The problem -> Extract all lines from the data beneath that include the word "RoomSummary".

----- Extracted material -----

//! Wire protocol and data model for duet.
//!
//! This crate defines the language clients and the server speak:
//!
//! - **Types** ([`Envelope`], [`ClientEvent`], [`ServerEvent`], the id
//!   newtypes, profiles, [`RoomSummary`], [`Message`], [`RoomState`]) —
//!   the structures that travel on the wire.
//! - **Codec** ([`Codec`], [`JsonCodec`]) — how they become bytes.
//! - **Errors** ([`ProtocolError`]) — what can go wrong in between.
//!
//! The protocol layer sits between transport (raw bytes) and the room
//! layer (domain state). It knows nothing about connections or rooms,
//! only how to describe and serialize them.

mod codec;
mod error;
mod types;

pub use codec::Codec;
#[cfg(feature = "json")]
pub use codec::JsonCodec;
pub use error::ProtocolError;
pub use types::{
    ClientEvent, Envelope, Gender, MAX_AGE, MIN_AGE, Message, MessageId,
    PROTOCOL_VERSION, PartnerFilter, PartnerGender, RoomId, RoomState,
    RoomSummary, SeekerProfile, ServerEvent, Theme, UserId,
};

-----

Result of the task ->
//!   newtypes, profiles, [`RoomSummary`], [`Message`], [`RoomState`]) —
    RoomSummary, SeekerProfile, ServerEvent, Theme, UserId,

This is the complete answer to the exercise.